EDIT : s/skip/shift/, merci aux betatesteurs vigilants.Last edited by TGL on Fri Apr 28, 2006 6:11 pm; edited 1 time in total

----------

## truc

Merci beaucoup, ça faisait un moement que je voulais l'essayé.. et finalement c'est fait  :Smile:  Alors, ça m'a permis de faire le ménage un peu, d'enlever notament des paquets installés par l'overlay de xgl-coffee, et qui était slottés, donc même après avoir viré l'overlay, il restait quelques résidus..

Merci, bon boulot:) j'aurai aimé avoir un commentaire constructif à faire mais j'vois pas..

Ah si, je demande l'authorisation de lui éborgner légèrement son nom, car il commence par find.. ça m'embète un peu.. Na!

EDIT:Juste un question rapide quand même:

```
    --) skip ; break ;;
```

 ce skip c'est quoi normalement car, j'ai consciemment essayé du coup et...

```
$ find-duplicate-installed-ebuilds --

/home/scripts/find-duplicate-installed-ebuilds: line 47: skip: command not found

```

 :Question: 

----------

## Ey

 *truc wrote:*   

> EDIT:Juste un question rapide quand même:
> 
> ```
>     --) skip ; break ;;
> ```
> ...

 

Faut le remplacer par un shift sauf erreur de ma part...

le -- c'est pour lui dire que ce qui suit est forcément plus une option, donc tu shift le -- pour passer à l'arg suivant puis le break pour terminer la lecture des options

----------

## truc

ça me semble logique.. merci:) j'n'y avais pas pensé..

----------

## PabOu

yop ;)

Chouette script sauf qu'il ne fonctionne pas comme voulu chez moi...

Je lance le script sans lui ajouter de paramètres et voici ce qu'il me sort : *le script de TGL wrote:*   

> root@framboise ~ # ./find-duplicates-installed-ebuilds.sh
> 
> app-arch/cpio-2.6-r5:
> 
>   [+] /usr/portage
> ...

 

Aucun des paquets cités ne se trouve dans mon world.

J'ai beaucoup plus de paquets que ca d'installés ;)

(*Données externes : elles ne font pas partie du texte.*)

//! `ubx2sbp`: stdin -> UBX decode -> SBP encode -> stdout (spec §6 "CLI
//! surface", "`--hnr` ... toggles").

use std::io::{self, Read, Write};
use std::sync::Arc;

use clap::Parser;
use gnss_converters::{SbpSink, UbxToSbp};
use sbp::constants::*;
use sbp::messages::base_station::BasePositionEcef;
use sbp::messages::ephemeris::{BeidouEphemeris, GalileoEphemeris, GlonassEphemeris, GpsEphemeris};
use sbp::messages::imu::{ImuAux, ImuRaw, Odometry, WheelTick};
use sbp::messages::logging::LogLevel;
use sbp::messages::observation::{self, ObservationSet};
use sbp::messages::sbas::SbasRawData;
use sbp::messages::sv_status::{MeasurementState, SvAzEl};
use sbp::messages::system::GnssTimeOffset;
use timetruth::{TimeTruth, TimeTruthSource};

/// Translate a UBX stream to SBP.
#[derive(Parser)]
#[command(name = "ubx2sbp", author, about)]
struct Args {
    /// SBP sender ID to stamp onto emitted frames.
    #[arg(long, default_value_t = 0)]
    sender_id: u16,
    /// Also decode HNR-PVT (high rate navigation) frames.
    #[arg(long)]
    hnr: bool,
}

struct StdoutSink<'a> {
    out: &'a mut dyn Write,
    sender_id: u16,
}

impl StdoutSink<'_> {
    fn write_frame(&mut self, msg_type: u16, payload: &[u8]) {
        match sbp::framer::encode_frame(msg_type, self.sender_id, payload) {
            Ok(bytes) => {
                if let Err(e) = self.out.write_all(&bytes) {
                    log::error!("ubx2sbp: failed to write stdout: {e}");
                }
            }
            Err(e) => log::warn!("ubx2sbp: failed to frame SBP message {msg_type:#06x}: {e}"),
        }
    }
}

impl SbpSink for StdoutSink<'_> {
    fn emit_obs(&mut self, obs: ObservationSet) {
        match observation::encode_fragments(&obs) {
            Ok(fragments) => {
                for payload in fragments {
                    self.write_frame(MSG_OBS, &payload);
                }
            }
            Err(e) => log::warn!("ubx2sbp: failed to fragment observation epoch: {e}"),
        }
    }

    fn emit_base_pos(&mut self, pos: BasePositionEcef) {
        if let Ok(payload) = sbp::messages::base_station::encode(&pos) {
            self.write_frame(MSG_BASE_POS_ECEF, &payload);
        }
    }

    fn emit_ephemeris_gps(&mut self, eph: GpsEphemeris) {
        if let Ok(payload) = sbp::messages::ephemeris::encode_gps(&eph) {
            self.write_frame(MSG_EPHEMERIS_GPS, &payload);
        }
    }

    fn emit_ephemeris_glonass(&mut self, eph: GlonassEphemeris) {
        if let Ok(payload) = sbp::messages::ephemeris::encode_glonass(&eph) {
            self.write_frame(MSG_EPHEMERIS_GLO, &payload);
        }
    }

    fn emit_ephemeris_galileo(&mut self, eph: GalileoEphemeris) {
        if let Ok(payload) = sbp::messages::ephemeris::encode_galileo(&eph) {
            self.write_frame(MSG_EPHEMERIS_GAL, &payload);
        }
    }

    fn emit_ephemeris_beidou(&mut self, eph: BeidouEphemeris) {
        if let Ok(payload) = sbp::messages::ephemeris::encode_beidou(&eph) {
            self.write_frame(MSG_EPHEMERIS_BDS, &payload);
        }
    }

    fn emit_log(&mut self, level: LogLevel, text: String) {
        let msg = sbp::messages::logging::LogMessage { level, text };
        if let Ok(payload) = sbp::messages::logging::encode(&msg) {
            self.write_frame(MSG_LOG, &payload);
        }
    }

    fn emit_imu_raw(&mut self, imu: ImuRaw) {
        if let Ok(payload) = sbp::messages::imu::encode_imu_raw(&imu) {
            self.write_frame(MSG_IMU_RAW, &payload);
        }
    }

    fn emit_imu_aux(&mut self, aux: ImuAux) {
        if let Ok(payload) = sbp::messages::imu::encode_imu_aux(&aux) {
            self.write_frame(MSG_IMU_AUX, &payload);
        }
    }

    fn emit_odometry(&mut self, odo: Odometry) {
        if let Ok(payload) = sbp::messages::imu::encode_odometry(&odo) {
            self.write_frame(MSG_ODOMETRY, &payload);
        }
    }

    fn emit_wheeltick(&mut self, tick: WheelTick) {
        if let Ok(payload) = sbp::messages::imu::encode_wheeltick(&tick) {
            self.write_frame(MSG_WHEELTICK, &payload);
        }
    }

    fn emit_gnss_time_offset(&mut self, offset: GnssTimeOffset) {
        if let Ok(payload) = sbp::messages::system::encode_gnss_time_offset(&offset) {
            self.write_frame(MSG_GNSS_TIME_OFFSET, &payload);
        }
    }

    fn emit_sbas_raw(&mut self, sbas: SbasRawData) {
        if let Ok(payload) = sbp::messages::sbas::encode(&sbas) {
            self.write_frame(MSG_SBAS_RAW, &payload);
        }
    }

    fn emit_sv_az_el(&mut self, az_el: SvAzEl) {
        if let Ok(payload) = sbp::messages::sv_status::encode_sv_az_el(&az_el) {
            self.write_frame(MSG_SV_AZ_EL, &payload);
        }
    }

    fn emit_measurement_state(&mut self, state: MeasurementState) {
        if let Ok(payload) = sbp::messages::sv_status::encode_measurement_state(&state) {
            self.write_frame(MSG_MEASUREMENT_STATE, &payload);
        }
    }

    fn emit_raw(&mut self, msg_type: u16, _sender_id: u16, payload: Vec<u8>) {
        self.write_frame(msg_type, &payload);
    }
}

fn main() {
    env_logger::init();
    let args = Args::parse();

    let time_truth = Arc::new(TimeTruth::new());
    let mut translator = match UbxToSbp::new(time_truth, TimeTruthSource::Local) {
        Ok(t) => t,
        Err(e) => {
            log::error!("ubx2sbp: failed to set up translator: {e}");
            std::process::exit(1);
        }
    };

    let mut input = Vec::new();
    if let Err(e) = io::stdin().lock().read_to_end(&mut input) {
        log::error!("ubx2sbp: failed to read stdin: {e}");
        std::process::exit(1);
    }

    let stdout = io::stdout();
    let mut out = stdout.lock();
    let mut sink = StdoutSink { out: &mut out, sender_id: args.sender_id };

    let mut offset = 0usize;
    while offset < input.len() {
        let (frame, consumed) = match ubx::framer::decode_frame(&input[offset..]) {
            Ok(result) => result,
            Err(ubx::Error::NeedMoreBytes) => break,
            Err(e) => {
                log::debug!("ubx2sbp: frame error at byte {offset}: {e}");
                offset += 1;
                continue;
            }
        };

        if frame.class == ubx::constants::CLASS_HNR && !args.hnr {
            offset += consumed;
            continue;
        }

        match ubx::messages::decode(frame.class, frame.id, frame.payload) {
            Ok(message) => translator.translate(&message, &mut sink),
            Err(e) => log::debug!("ubx2sbp: payload decode error at byte {offset}: {e}"),
        }

        offset += consumed;
    }
}
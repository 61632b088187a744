//! Proprietary envelope messages: Swift's 4062 (wraps an SBP frame), the
//! NDF/4075 SBAS-subframe envelope, and the TeseoV/999 envelope (spec §3
//! "proprietary envelope", §4.D "4062/4075/999").

use crate::error::Error;
use bitstream::{BitReader, BitWriter};

pub const MSG_NUM_SWIFT: u16 = crate::constants::MSG_NUM_SWIFT_PROPRIETARY;
pub const MSG_NUM_NDF: u16 = crate::constants::MSG_NUM_NDF;
pub const MSG_NUM_TESEOV: u16 = crate::constants::MSG_NUM_TESEOV;

/// Swift's 4062 envelope: a 12-bit sub-type tag followed by an opaque
/// payload (normally a complete SBP frame, see `sbp::framer`).
#[derive(Debug, Clone, PartialEq)]
#[cfg_attr(feature = "serde", derive(serde::Serialize, serde::Deserialize))]
pub struct SwiftProprietary {
    pub sub_type: u16,
    pub body: Vec<u8>,
}

pub fn decode_swift(payload: &[u8]) -> Result<SwiftProprietary, Error> {
    let mut r = BitReader::new(payload);
    let got = r.u(12)? as u16;
    if got != MSG_NUM_SWIFT {
        return Err(Error::MessageTypeMismatch { expected: MSG_NUM_SWIFT, got });
    }
    let sub_type = r.u(12)? as u16;
    let remaining_bits = r.remaining_bits();
    let body = r.bytes(remaining_bits / 8)?.to_vec();
    Ok(SwiftProprietary { sub_type, body })
}

pub fn encode_swift(msg: &SwiftProprietary) -> Result<Vec<u8>, Error> {
    let mut w = BitWriter::new();
    w.u(MSG_NUM_SWIFT as u64, 12)?;
    w.u(msg.sub_type as u64, 12)?;
    w.bytes(&msg.body)?;
    Ok(w.into_bytes())
}

/// 4075: Navigation Data Frame, wrapping raw SBAS L1 C/A subframe bits for
/// a given satellite/signal.
#[derive(Debug, Clone, PartialEq)]
#[cfg_attr(feature = "serde", derive(serde::Serialize, serde::Deserialize))]
pub struct NavigationDataFrame {
    pub satellite: u8,
    pub signal_id: u8,
    pub subframe: Vec<u8>,
}

pub fn decode_ndf(payload: &[u8]) -> Result<NavigationDataFrame, Error> {
    let mut r = BitReader::new(payload);
    let got = r.u(12)? as u16;
    if got != MSG_NUM_NDF {
        return Err(Error::MessageTypeMismatch { expected: MSG_NUM_NDF, got });
    }
    let satellite = r.u(8)? as u8;
    let signal_id = r.u(8)? as u8;
    let remaining_bits = r.remaining_bits();
    let subframe = r.bytes(remaining_bits / 8)?.to_vec();
    Ok(NavigationDataFrame { satellite, signal_id, subframe })
}

pub fn encode_ndf(msg: &NavigationDataFrame) -> Result<Vec<u8>, Error> {
    let mut w = BitWriter::new();
    w.u(MSG_NUM_NDF as u64, 12)?;
    w.u(msg.satellite as u64, 8)?;
    w.u(msg.signal_id as u64, 8)?;
    w.bytes(&msg.subframe)?;
    Ok(w.into_bytes())
}

/// TeseoV's 8-bit sub-message discriminator, right after the 999 message
/// number (grounded on `rtcm3_decode_999_bitstream`'s `sub_type_id` field
/// and its `RESTART`/`STGSV`/`AUX` switch).
pub const TESEOV_SUBTYPE_RESTART: u8 = 0;
pub const TESEOV_SUBTYPE_STGSV: u8 = 1;
pub const TESEOV_SUBTYPE_AUX: u8 = 2;

/// 999: TeseoV's proprietary envelope. The message number and 8-bit
/// sub-type are decoded here; `body` is the sub-type's own payload,
/// opaque at this layer (spec §4.D: sub-type interpretation happens in
/// the translator, see `gnss_converters::teseov`).
#[derive(Debug, Clone, PartialEq)]
#[cfg_attr(feature = "serde", derive(serde::Serialize, serde::Deserialize))]
pub struct TeseoV {
    pub sub_type_id: u8,
    pub body: Vec<u8>,
}

pub fn decode_teseov(payload: &[u8]) -> Result<TeseoV, Error> {
    let mut r = BitReader::new(payload);
    let got = r.u(12)? as u16;
    if got != MSG_NUM_TESEOV {
        return Err(Error::MessageTypeMismatch { expected: MSG_NUM_TESEOV, got });
    }
    let sub_type_id = r.u(8)? as u8;
    let remaining_bits = r.remaining_bits();
    let body = r.bytes(remaining_bits / 8)?.to_vec();
    Ok(TeseoV { sub_type_id, body })
}

pub fn encode_teseov(msg: &TeseoV) -> Result<Vec<u8>, Error> {
    let mut w = BitWriter::new();
    w.u(MSG_NUM_TESEOV as u64, 12)?;
    w.u(msg.sub_type_id as u64, 8)?;
    w.bytes(&msg.body)?;
    Ok(w.into_bytes())
}

#[cfg(test)]
mod tests {
    use super::*;

    #[test]
    fn swift_envelope_round_trips() {
        let msg = SwiftProprietary { sub_type: 1, body: vec![0xDE, 0xAD, 0xBE, 0xEF] };
        let bytes = encode_swift(&msg).unwrap();
        let decoded = decode_swift(&bytes).unwrap();
        assert_eq!(decoded, msg);
    }

    #[test]
    fn ndf_round_trips() {
        let msg = NavigationDataFrame { satellite: 120, signal_id: 1, subframe: vec![1, 2, 3] };
        let bytes = encode_ndf(&msg).unwrap();
        let decoded = decode_ndf(&bytes).unwrap();
        assert_eq!(decoded, msg);
    }

    #[test]
    fn teseov_round_trips_opaque_body() {
        let msg = TeseoV { sub_type_id: TESEOV_SUBTYPE_RESTART, body: vec![9, 9, 9] };
        let bytes = encode_teseov(&msg).unwrap();
        let decoded = decode_teseov(&bytes).unwrap();
        assert_eq!(decoded, msg);
    }
}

mon /usr/portage est un lien vers /mnt/hdc1/portage

mon make.conf contient ces lignes :

```
PORTDIR="/mnt/hdc1/portage"

DISTDIR="/mnt/hdc1/portage-distfiles"

PORTDIR_OVERLAY="/usr/local/portage/overlays/PabOu"
```

Je n'ai rencontré aucun problème avec emerge et cette configuration

C'est de ma faute ou il n'est pas gentil avec moi le script ? :(

----------

## truc

Je ne suis sans doute pas à même de t'aider mais par curiosité, que te renvoient ces commandes:

```
portageq portdir

portageq portdir_overlay

portageq vdb_path
```

Et en fait je me demande, ce /mnt/hdc1/portage, c'est un  truc que tu as fais par la suite n'est ce pas? (ça n'a pas toujours été comme ça?) depuis que tu l'as fais je suppose que tu n'as jamais fais de emerge --emptytree ? Je pense que dans ton "vdb_path (souvent /var/db/pkg) tu dois avoir la trace de packets qui ont été installés alors que tu avais encore ton arbre dans /usr/portage.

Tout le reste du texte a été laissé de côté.